BEPICOLOMBO: Mission to Mercury

  • The European Space Agency (ESA) and the Japan Aerospace Exploration Agency (JAXA) sent two probes on a joint mission called BepiColombo to Mercury, the closest planet to the Sun.
  • The spacecraft is named after Italian scientist Giuseppe “Bepi” Colombo (1920-1984) who played an instrumental role in making NASA Mariner 10 mission (1973) to Mercury successful.
  • The spacecraft will reach the Mercury by 2025.
  • It is the first mission by the European and Japanese Space agency to Mercury.
  • It is also the first mission to send two spacecraft to make complementary measurements of the planet and its environment at the same time.
  • The spacecraft are ESA’s Mercury Planetary Orbiter (MPO) and JAXA’s Mercury Magnetospheric Orbiter (MMO, or ‘Mio’).
  • The ESA-built Mercury Transfer Module (MTM) will carry the orbiters to Mercury using a combination of solar electric propulsion and gravity assisted flybys.
  • The two orbiters will also collect data at Venus.
  • The challenges to the mission include:
    • Sun’s gravity makes it difficult to place a spacecraft into a stable orbit around the mercury.
    • The spacecraft also have to face extreme temperatures and solar radiations.
  • With this mission researchers are hoping to learn about the formation of planets and the solar system.
  • Past Missions to Mercury:
    • Mariner 10 - NASA Flyby Mission (Flyby is a path spacecraft follows past a planet or other body in space) to Venus and Mercury (1973)
    • MESSENGER - NASA Orbiter to Mercury (2004)

Kumbh Mela

  • Kumbh Mela is the largest peaceful congregation of pilgrims on earth, during which participants bathe or take a dip in a sacred river.
  • Kumbh Mela comes under the UNESCO's Representative List of Intangible Cultural Heritage of Humanity.
  • The festival is held at Prayagraj (at the confluence of Ganga, Yamuna, and the mythical Saraswati), Haridwar (on the Ganges), Ujjain (on the Shipra) and Nasik (on the Godavari) every four years by rotation and is attended by millions of people irrespective of caste, creed or gender.
  • As it is held in four different cities in India, it involves different social and cultural activities, making this a culturally diverse festival.
  • The event encapsulates the science of astronomy, astrology, spirituality, ritualistic traditions, and social and cultural customs and practices, making it extremely rich in knowledge.
  • Knowledge and skills related to the tradition are transmitted through ancient religious manuscripts, oral traditions, historical travelogues and texts produced by eminent historians.
  • The teacher-student relationship of the sadhus in the ashrams and akhadas remains the most important method of imparting and safeguarding knowledge and skills relating to Kumbh Mela.

Green Climate Fund

  • A Green Climate Fund has approved more than $1 billion for 19 new projects.
  • Green Climate Fund was set up under the UNFCCC (UN Framework Convention for Climate Change) at Conference of Parties (COP-16) in Cancun, Mexico 2010.
  • The aim of GCF is to support developing countries in limiting or reducing their greenhouse gas emissions and adapt to climate change impacts with resources to be generated from funding by developed countries and various public and private sources.
  • National Bank for Agriculture and Rural Development (NABARD) and Small Industries Development Bank of India (SIDBI) act as National Implementing Entity (NIE) of India for Green Climate Fund (GCF).

Similipal National Park

  • The Similipal National Park in Mayurbhanj district of Odisha will be reopened for tourists after remaining closed for three months due to monsoon.
  • Similipal National Park is also a Tiger Reserve.
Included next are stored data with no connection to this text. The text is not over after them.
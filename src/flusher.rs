use crate::error::FlusherFatalError;
use crate::signal::FlushSignal;
use crate::stats::CapacityStats;
use std::sync::Arc;
use std::sync::atomic::{AtomicBool, Ordering};

/// The background flusher's collaborator for actually persisting data (spec
/// §4.C "invoke the background fsync collaborator", §6 "Exposed to the
/// storage layer: `fsync_all_background(session) -> status`").
///
/// This crate has no opinion on what "fsync" means to the embedding storage
/// engine — a real file descriptor, a write-ahead log segment, a remote
/// object store upload — so it is expressed as a trait rather than a
/// concrete syscall wrapper.
#[async_trait::async_trait]
pub trait AsyncFsync: Send + Sync {
    /// Flushes everything accumulated since the last successful call.
    /// Returning `Err` is treated as fatal (spec §4.C "on fatal fsync error
    /// the task panics the connection"; see [`FlusherFatalError`] for how
    /// this crate surfaces that instead of aborting the process itself).
    async fn fsync_all_background(&self) -> Result<(), Box<dyn std::error::Error + Send + Sync>>;
}

/// Runs the background flusher loop (spec §4.C) until `keep_running` is
/// cleared.
///
/// Each iteration: wait on `signal` for up to 100ms, then — regardless of
/// whether the wait was satisfied by a signal or the timeout — clear
/// `capacity_signalled` and check whether `capacity_written` has crossed the
/// flush threshold. If so, invoke `fsync` and reset the accumulator on
/// success; otherwise record a `fsync_notyet` and loop. A fatal fsync error
/// is stored on `fatal_slot` and ends the loop (spec §4.C "panics the
/// connection" — see [`FlusherFatalError`]'s doc comment for why this crate
/// stores the error rather than aborting).
pub(crate) async fn run_loop(
    signal: Arc<FlushSignal>,
    stats: Arc<CapacityStats>,
    fsync: Arc<dyn AsyncFsync>,
    keep_running: Arc<AtomicBool>,
    fatal_slot: Arc<std::sync::Mutex<Option<FlusherFatalError>>>,
) {
    while keep_running.load(Ordering::Acquire) {
        let cause = signal.wait().await;
        if !keep_running.load(Ordering::Acquire) {
            break;
        }

        tracing::trace!(?cause, "capacity flusher woke");
        signal.clear_signalled();

        // Spec §4.C step 4 requires a strict `>` before flushing — at
        // `written == threshold` exactly, step 5 applies instead. This is
        // deliberately stricter than `signal()`'s `>=` trigger (spec §4.D).
        if signal.written() <= signal.threshold() {
            stats.record_fsync_notyet();
            continue;
        }

        match fsync.fsync_all_background().await {
            Ok(()) => {
                signal.reset_written();
                tracing::trace!("capacity flusher cycle completed");
            }
            Err(err) => {
                tracing::error!(error = %err, "capacity flusher fsync failed fatally");
                *fatal_slot.lock().unwrap_or_else(|e| e.into_inner()) =
                    Some(FlusherFatalError(err));
                break;
            }
        }
    }
}

#[cfg(any(test, feature = "test-support"))]
pub use test_support::{FakeFsync, SlowFsync};

#[cfg(any(test, feature = "test-support"))]
mod test_support {
    use super::AsyncFsync;
    use std::sync::Arc;
    use std::sync::atomic::{AtomicUsize, Ordering};
    use std::time::Duration;

    /// Test-double [`AsyncFsync`] collaborator that counts invocations
    /// instead of touching storage, optionally returning a canned error to
    /// exercise the flusher's fatal path.
    #[derive(Debug, Default)]
    pub struct FakeFsync {
        calls: AtomicUsize,
        fail: std::sync::atomic::AtomicBool,
    }

    impl FakeFsync {
        /// Constructs a fsync double that always succeeds.
        #[must_use]
        pub fn new() -> Arc<Self> {
            Arc::new(Self::default())
        }

        /// Constructs a fsync double whose calls always fail.
        #[must_use]
        pub fn failing() -> Arc<Self> {
            let fsync = Self::default();
            fsync.fail.store(true, Ordering::Relaxed);
            Arc::new(fsync)
        }

        /// Returns the number of completed `fsync_all_background` calls.
        #[must_use]
        pub fn calls(&self) -> usize {
            self.calls.load(Ordering::Acquire)
        }
    }

    #[async_trait::async_trait]
    impl AsyncFsync for FakeFsync {
        async fn fsync_all_background(
            &self,
        ) -> Result<(), Box<dyn std::error::Error + Send + Sync>> {
            self.calls.fetch_add(1, Ordering::AcqRel);
            if self.fail.load(Ordering::Relaxed) {
                return Err("fake fsync failure".into());
            }
            Ok(())
        }
    }

    /// Test-double [`AsyncFsync`] collaborator that sleeps for a fixed
    /// duration before returning success, for exercising shutdown while a
    /// flush is in flight.
    #[derive(Debug)]
    pub struct SlowFsync {
        calls: AtomicUsize,
        delay: Duration,
    }

    impl SlowFsync {
        /// Constructs a fsync double whose calls take `delay` to complete.
        #[must_use]
        pub fn new(delay: Duration) -> Arc<Self> {
            Arc::new(Self {
                calls: AtomicUsize::new(0),
                delay,
            })
        }

        /// Returns the number of completed `fsync_all_background` calls.
        #[must_use]
        pub fn calls(&self) -> usize {
            self.calls.load(Ordering::Acquire)
        }
    }

    #[async_trait::async_trait]
    impl AsyncFsync for SlowFsync {
        async fn fsync_all_background(
            &self,
        ) -> Result<(), Box<dyn std::error::Error + Send + Sync>> {
            tokio::time::sleep(self.delay).await;
            self.calls.fetch_add(1, Ordering::AcqRel);
            Ok(())
        }
    }
}

#[cfg(test)]
mod tests {
    use super::test_support::FakeFsync;
    use super::*;
    use std::time::Duration;

    fn harness(threshold: u64) -> (Arc<FlushSignal>, Arc<CapacityStats>, Arc<AtomicBool>) {
        let stats = Arc::new(CapacityStats::new());
        let signal = Arc::new(FlushSignal::new(threshold, Arc::clone(&stats)));
        let run = Arc::new(AtomicBool::new(true));
        (signal, stats, run)
    }

    #[tokio::test]
    async fn flusher_fsyncs_after_signal_and_resets_written() {
        let (signal, stats, keep_running) = harness(100);
        let fsync = FakeFsync::new();
        let fatal = Arc::new(std::sync::Mutex::new(None));

        let handle = tokio::spawn(run_loop(
            Arc::clone(&signal),
            Arc::clone(&stats),
            fsync.clone() as Arc<dyn AsyncFsync>,
            Arc::clone(&keep_running),
            Arc::clone(&fatal),
        ));

        signal.record_write(100);
        tokio::time::sleep(Duration::from_millis(10)).await;

        keep_running.store(false, Ordering::Release);
        signal.clear_signalled();
        // Nudge the loop past its wait so it observes the cleared flag
        // promptly rather than waiting out the full 100ms timeout.
        let _ = tokio::time::timeout(Duration::from_millis(150), handle).await;

        assert_eq!(fsync.calls(), 1);
        assert_eq!(signal.written(), 0);
        assert!(fatal.lock().unwrap().is_none());
    }

    #[tokio::test]
    async fn flusher_times_out_quietly_below_threshold() {
        let (signal, stats, keep_running) = harness(1_000_000);
        let fsync = FakeFsync::new();
        let fatal = Arc::new(std::sync::Mutex::new(None));

        let handle = tokio::spawn(run_loop(
            Arc::clone(&signal),
            Arc::clone(&stats),
            fsync.clone() as Arc<dyn AsyncFsync>,
            Arc::clone(&keep_running),
            Arc::clone(&fatal),
        ));

        signal.record_write(10);
        tokio::time::sleep(Duration::from_millis(150)).await;
        keep_running.store(false, Ordering::Release);
        signal.clear_signalled();
        let _ = tokio::time::timeout(Duration::from_millis(200), handle).await;

        assert_eq!(fsync.calls(), 0);
        assert!(stats.fsync_notyet() >= 1);
    }

    // Spec §4.C step 4's trigger is a strict `>`, distinct from `signal()`'s
    // `>=` (spec §4.D): at `written == threshold` exactly, the flusher wakes
    // (signal() already fired) but must take the fsync-not-yet path, not flush.
    #[tokio::test]
    async fn flusher_skips_flush_when_written_equals_threshold_exactly() {
        let (signal, stats, keep_running) = harness(100);
        let fsync = FakeFsync::new();
        let fatal = Arc::new(std::sync::Mutex::new(None));

        let handle = tokio::spawn(run_loop(
            Arc::clone(&signal),
            Arc::clone(&stats),
            fsync.clone() as Arc<dyn AsyncFsync>,
            Arc::clone(&keep_running),
            Arc::clone(&fatal),
        ));

        assert!(signal.record_write(100));
        tokio::time::sleep(Duration::from_millis(10)).await;

        keep_running.store(false, Ordering::Release);
        signal.clear_signalled();
        let _ = tokio::time::timeout(Duration::from_millis(150), handle).await;

        assert_eq!(fsync.calls(), 0);
        assert_eq!(signal.written(), 100);
        assert!(stats.fsync_notyet() >= 1);
    }

    #[tokio::test]
    async fn fatal_fsync_error_is_captured_and_stops_the_loop() {
        let (signal, stats, keep_running) = harness(10);
        let fsync = FakeFsync::failing();
        let fatal = Arc::new(std::sync::Mutex::new(None));

        let handle = tokio::spawn(run_loop(
            Arc::clone(&signal),
            Arc::clone(&stats),
            fsync.clone() as Arc<dyn AsyncFsync>,
            Arc::clone(&keep_running),
            Arc::clone(&fatal),
        ));

        signal.record_write(10);
        let _ = tokio::time::timeout(Duration::from_millis(200), handle).await;

        assert!(fatal.lock().unwrap().is_some());
    }
}
use crate::stats::CapacityStats;
use std::sync::Arc;
use std::sync::atomic::{AtomicBool, AtomicU64, Ordering};
use std::time::Duration;
use tokio::sync::Notify;
use tokio::time::timeout;

/// How the background flusher's wait in spec §4.C step 1 ended.
#[derive(Clone, Copy, Debug, Eq, PartialEq)]
pub enum WakeCause {
    /// `signal()` woke the condition before the timeout elapsed.
    Signalled,
    /// The 100ms wait elapsed with no signal.
    Timeout,
}

/// The shared state connecting the throttle hot path (spec §4.B step 3) to
/// the background flusher (spec §4.C) and the `capacity_signal()` API (spec
/// §4.D): `capacity_written`, `capacity_threshold`, `capacity_signalled`, and
/// the condition itself. Bundling these together (rather than splitting them
/// across the throttle and lifecycle manager) is this crate's answer to the
/// design note in spec §9 ("the throttle owns the condition... the
/// connection holds the throttle by value or by unique ownership").
#[derive(Debug)]
pub struct FlushSignal {
    written: AtomicU64,
    threshold: AtomicU64,
    signalled: AtomicBool,
    notify: Notify,
    stats: Arc<CapacityStats>,
}

impl FlushSignal {
    /// Constructs a signal with the given flush threshold and a shared stats
    /// block.
    #[must_use]
    pub fn new(threshold: u64, stats: Arc<CapacityStats>) -> Self {
        stats.set_threshold(threshold);
        Self {
            written: AtomicU64::new(0),
            threshold: AtomicU64::new(threshold),
            signalled: AtomicBool::new(false),
            notify: Notify::new(),
            stats,
        }
    }

    /// Updates the flush threshold on reconfigure (spec §4.D). Accumulated
    /// `capacity_written` is left untouched; only an actual flush cycle
    /// resets it (spec §3 invariant 3).
    pub fn set_threshold(&self, threshold: u64) {
        self.threshold.store(threshold, Ordering::Relaxed);
        self.stats.set_threshold(threshold);
    }

    /// Returns the current flush threshold.
    #[must_use]
    pub fn threshold(&self) -> u64 {
        self.threshold.load(Ordering::Relaxed)
    }

    /// Returns the current `capacity_written` value.
    #[must_use]
    pub fn written(&self) -> u64 {
        self.written.load(Ordering::Acquire)
    }

    /// Records `bytes` written by a non-READ throttle call and hints the
    /// flusher (spec §4.B step 3, which re-enters the `capacity_signal()`
    /// logic of spec §4.D). Returns `true` if this call actually woke the
    /// condition.
    pub fn record_write(&self, bytes: u64) -> bool {
        self.written.fetch_add(bytes, Ordering::Release);
        self.stats.add_bytes_written(bytes);
        self.signal()
    }

    /// `capacity_signal()` (spec §4.D "Signal", spec §6 "Exposed to the
    /// engine"). Stats increment on every call; the condition wakes, and the
    /// wake-specific stats increment, only when this call is the one that
    /// transitions `capacity_signalled` from false to true.
    pub fn signal(&self) -> bool {
        self.stats.record_signal_call();

        if self.written.load(Ordering::Acquire) < self.threshold.load(Ordering::Relaxed) {
            return false;
        }

        if self
            .signalled
            .compare_exchange(false, true, Ordering::AcqRel, Ordering::Relaxed)
            .is_ok()
        {
            self.stats.record_signalled();
            self.notify.notify_one();
            self.stats.record_signal_woken();
            true
        } else {
            false
        }
    }

    /// Publishes `capacity_signalled = false` with release semantics (spec
    /// §4.C step 3). The flusher calls this after waking, before deciding
    /// whether to flush, so that a `signal()` racing in after this point is
    /// guaranteed to observe `false` and may set it again.
    pub fn clear_signalled(&self) {
        self.signalled.store(false, Ordering::Release);
    }

    /// Resets `capacity_written` to zero after a successful flush cycle
    /// (spec §4.C step 4, §3 invariant 3).
    pub fn reset_written(&self) {
        self.written.store(0, Ordering::Release);
    }

    /// Wakes the condition immediately, independent of `capacity_written`
    /// and `capacity_signalled`. Used by shutdown (spec §4.D "destroy": wake
    /// the condition) so the flusher observes a cleared run flag without
    /// waiting out the full 100ms timeout.
    pub fn wake(&self) {
        self.notify.notify_one();
    }

    /// Waits on the condition with a 100ms timeout (spec §4.C step 1),
    /// returning which of the two ways the wait ended.
    pub async fn wait(&self) -> WakeCause {
        match timeout(Duration::from_millis(100), self.notify.notified()).await {
            Ok(()) => WakeCause::Signalled,
            Err(_elapsed) => {
                self.stats.record_timeout();
                WakeCause::Timeout
            }
        }
    }
}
It is part of the UNESCO World Network of Biosphere Reserve since 2009.
  • It is part of the Similipal-Kuldiha-Hadgarh Elephant Reserve popularly known as Mayurbhanj Elephant Reserve, which includes 3 protected areas i.e. Similipal Tiger Reserve, Hadgarh Wildlife sanctuary and Kuldiha wildlife sanctuary.
  • Similipal National Park derives its name from the abundance of Semul or red silk cotton trees that bloom abundantly in the locality.
  • It was formally designated a tiger reserve in 1956 and brought under Project Tiger in the year of 1973. The Government of Odisha declared Similipal as a wildlife sanctuary in 1979.